Parkers exzessives Leben und seine expressive Kunst sind oft Gegenstand von Biographien und Filmen, von Romanen und Legenden geworden. Ihn zu porträtieren ist - wie bei vielen spektakulären Jazzmusikern - lohnend und schwierig zugleich. Man reiht sich ein in die Phalanx der vieles schon Wissenden, und man tastet sich zurück in die Welt einer primär oral tradierten Improvisationskunst, die sich im Obskuren vieler durchspielter Nächte verliert.
Wolfram Knauer, als Musikwissenschaftler, Direktor des Darmstädter Jazz-Instituts und einzig nichtamerikanischer "Louis Armstrong Professor of Jazz Studies" an der Columbia University in New York bestens ausgewiesen, ist mit seiner Veröffentlichung bescheiden geblieben. Seine im Vorwort als Büchlein bezeichnete Studie über Charlie Parker ist ein unspektakuläres und darum umso angenehmeres Buch: keine sensationellen Erkenntnisse, kein poppiges Porträt für eine junge Klientel, die man ködern möchte, kein sich mit Bedeutung aufplusterndes Medienereignis. Knauers Porträt kommt Charlie Parker näher als manches frühere, indem es sich von allen Autoreneitelkeiten frei hält, die menschlichen Tragödien nicht voyeuristisch ausschlachtet, eher nüchtern, aber mit Sympathie für den Künstler, ein Leben als Gratwanderung zwischen aberwitziger Kunst und banalem Alltag beschreibt.
So sind auch die neueren Einsichten von kluger Sachlichkeit geprägt: etwa wenn beschrieben wird, dass selbst ein Genie wie Charlie Parker durch harte Arbeit zu seiner Stellung im Jazz kam. Seit seinem sechzehnten Lebensjahr hatte er täglich, oft bis zu fünfzehn Stunden, auf seinem Instrument geübt, um in allen Tonarten gleich firm zu sein und keine spieltechnischen Probleme mehr zu haben. Und er hatte anfangs, wie wohl viele Jazzmusiker bis heute, Musik von Platten transkribiert, um zu lernen, wie seine Vorgänger, der Saxophonist Lester Young etwa, improvisierten.

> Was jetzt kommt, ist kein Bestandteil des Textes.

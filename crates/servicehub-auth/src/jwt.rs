//! Token issuance and verification.
//!
//! Both halves take the signing secret from an injected [`JwtConfig`] at
//! construction and hold no other state, so a verifier built from a fixture
//! secret behaves exactly like the production one.
//!
//! Tokens are HS256 JWTs. Access tokens carry `typ = "access"`, refresh
//! tokens `typ = "refresh"`; each verifier entry point accepts only its own
//! type.
//!
//! # Example
//!
//! ```ignore
//! let issuer = TokenIssuer::new(&config);
//! let verifier = TokenVerifier::new(&config);
//!
//! let pair = issuer.issue_pair(&user_id, Role::Customer)?;
//! let identity = verifier.verify(&pair.access_token)?;
//! assert_eq!(identity.subject(), user_id);
//! ```

use std::fmt;

use anyhow::anyhow;
use chrono::Utc;
use jsonwebtoken::{Algorithm, DecodingKey, EncodingKey, Header, Validation, decode, encode};
use serde::Serialize;
use servicehub_config::JwtConfig;
use servicehub_core::{AppError, Role};
use uuid::Uuid;

use crate::claims::{Claims, Identity, RefreshTokenClaims, TokenType};
use crate::error::AuthError;

/// An access/refresh token pair as returned to clients.
#[derive(Debug, Clone, Serialize)]
#[serde(rename_all = "camelCase")]
pub struct TokenPair {
    pub access_token: String,
    pub refresh_token: String,
}

fn expires_at(now: i64, lifetime: i64) -> Result<i64, AppError> {
    now.checked_add(lifetime)
        .ok_or_else(|| AppError::internal(anyhow!("Token lifetime of {lifetime}s overflows")))
}

/// Signs access and refresh tokens.
#[derive(Clone)]
pub struct TokenIssuer {
    encoding_key: EncodingKey,
    access_token_expiry: i64,
    refresh_token_expiry: i64,
}

impl TokenIssuer {
    pub fn new(jwt_config: &JwtConfig) -> Self {
        Self {
            encoding_key: EncodingKey::from_secret(jwt_config.secret.as_bytes()),
            access_token_expiry: jwt_config.access_token_expiry,
            refresh_token_expiry: jwt_config.refresh_token_expiry,
        }
    }

    /// Creates a short-lived access token for `subject`.
    ///
    /// # Errors
    ///
    /// Returns an internal error if encoding fails.
    pub fn issue_access_token(&self, subject: &str, role: Role) -> Result<String, AppError> {
        let now = Utc::now().timestamp();

        let claims = Claims {
            sub: subject.to_string(),
            role,
            iat: now,
            exp: expires_at(now, self.access_token_expiry)?,
            typ: TokenType::Access,
        };

        encode(&Header::new(Algorithm::HS256), &claims, &self.encoding_key)
            .map_err(|e| AppError::internal(anyhow!("Failed to create token: {}", e)))
    }

    /// Creates a long-lived refresh token for `subject`.
    ///
    /// Each call embeds a fresh `jti`, so two refresh tokens never collide.
    pub fn issue_refresh_token(&self, subject: &str, role: Role) -> Result<String, AppError> {
        let now = Utc::now().timestamp();

        let claims = RefreshTokenClaims {
            sub: subject.to_string(),
            role,
            iat: now,
            exp: expires_at(now, self.refresh_token_expiry)?,
            jti: Uuid::new_v4().to_string(),
            typ: TokenType::Refresh,
        };

        encode(&Header::new(Algorithm::HS256), &claims, &self.encoding_key)
            .map_err(|e| AppError::internal(anyhow!("Failed to create refresh token: {}", e)))
    }

    pub fn issue_pair(&self, subject: &str, role: Role) -> Result<TokenPair, AppError> {
        Ok(TokenPair {
            access_token: self.issue_access_token(subject, role)?,
            refresh_token: self.issue_refresh_token(subject, role)?,
        })
    }
}

impl fmt::Debug for TokenIssuer {
    fn fmt(&self, f: &mut fmt::Formatter<'_>) -> fmt::Result {
        f.debug_struct("TokenIssuer")
            .field("access_token_expiry", &self.access_token_expiry)
            .field("refresh_token_expiry", &self.refresh_token_expiry)
            .finish_non_exhaustive()
    }
}

/// Verifies bearer credentials against the configured secret.
#[derive(Clone)]
pub struct TokenVerifier {
    decoding_key: DecodingKey,
    validation: Validation,
}

impl TokenVerifier {
    pub fn new(jwt_config: &JwtConfig) -> Self {
        Self {
            decoding_key: DecodingKey::from_secret(jwt_config.secret.as_bytes()),
            validation: Validation::new(Algorithm::HS256),
        }
    }

    /// Verifies signature, expiry and token type of an access token.
    ///
    /// # Errors
    ///
    /// Every failure maps to [`AuthError::InvalidCredential`]; the cause is
    /// only logged at debug level.
    pub fn verify(&self, token: &str) -> Result<Identity, AuthError> {
        let claims = decode::<Claims>(token, &self.decoding_key, &self.validation)
            .map_err(|e| {
                tracing::debug!(error = %e, "Access token rejected");
                AuthError::InvalidCredential
            })?
            .claims;

        if claims.typ != TokenType::Access {
            tracing::debug!(typ = ?claims.typ, "Non-access token presented as bearer credential");
            return Err(AuthError::InvalidCredential);
        }

        Ok(Identity::from_claims(claims))
    }

    /// Verifies a refresh token.
    pub fn verify_refresh(&self, token: &str) -> Result<RefreshTokenClaims, AuthError> {
        let claims = decode::<RefreshTokenClaims>(token, &self.decoding_key, &self.validation)
            .map_err(|e| {
                tracing::debug!(error = %e, "Refresh token rejected");
                AuthError::InvalidCredential
            })?
            .claims;

        if claims.typ != TokenType::Refresh {
            return Err(AuthError::InvalidCredential);
        }

        Ok(claims)
    }
}

impl fmt::Debug for TokenVerifier {
    fn fmt(&self, f: &mut fmt::Formatter<'_>) -> fmt::Result {
        f.debug_struct("TokenVerifier")
            .field("algorithms", &self.validation.algorithms)
            .finish_non_exhaustive()
    }
}
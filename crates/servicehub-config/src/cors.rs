use std::env;

#[derive(Clone, Debug)]
pub struct CorsConfig {
    pub allowed_origins: Vec<String>,
}

impl CorsConfig {
    pub fn from_env() -> Self {
        Self::from_lookup(|key| env::var(key).ok())
    }

    pub fn from_lookup<F>(lookup: F) -> Self
    where
        F: Fn(&str) -> Option<String>,
    {
        let allowed_origins = lookup("ALLOWED_ORIGINS")
            .unwrap_or_else(|| "http://localhost:5173,http://localhost:3000".to_string())
            .split(',')
            .map(|s| s.trim().to_string())
            .filter(|s| !s.is_empty())
            .collect();

        Self { allowed_origins }
    }
}
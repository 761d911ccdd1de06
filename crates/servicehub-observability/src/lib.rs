//! ServiceHub Observability
//!
//! - [`init_tracing`]: console logging plus an optional rolling JSON log file
//! - [`init_basic_console_logging`]: console-only setup for the CLI
//! - [`logging_middleware`]: per-request log lines with a request id
//!
//! # Examples
//!
//! ```no_run
//! use servicehub_observability::init_tracing;
//!
//! let _guard = init_tracing();
//! ```

pub mod basic_logging;
pub mod logging;

pub use basic_logging::init_basic_console_logging;
pub use logging::{REQUEST_ID_HEADER, init_tracing, logging_middleware};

Dabei zeigen schon die ersten Tondokumente in der Band von Jay McShann 1940 Parker als einen Swing-Stilisten auf dem Sprung zur neuen Spielform des Bebop, den er mitgeprägt hat. Gerade der allmähliche, keineswegs revolutionäre Stilwandel vom Swing zum Bebop, der auch ein Bedeutungswandel des Jazz von der Tanzmusik zur Kunstmusik gewesen ist, wird von Wolfram Knauer anschaulich beschrieben. Es gelingt ihm, einem Künstler nahezukommen, dessen Leben nicht nur von der obsessiven Beschäftigung mit Musik bestimmt wurde, sondern ebenso sehr von Sucht, körperlichem Verfall und sozialem Abstieg. Dass dabei auch ein Bild der Jazzentwicklung entsteht, vom Blues in Kansas City bis zum New Yorker Free Jazz eines Ornette Coleman, des musikalischen Erben Charlie Parkers, ist kein geringes Verdienst dieses Buchs.
WOLFGANG SANDNER
Wolfram Knauer: "Charlie Parker".
Reclam, Stuttgart 2014. 203 S., Abb., br., 12,95 [Euro].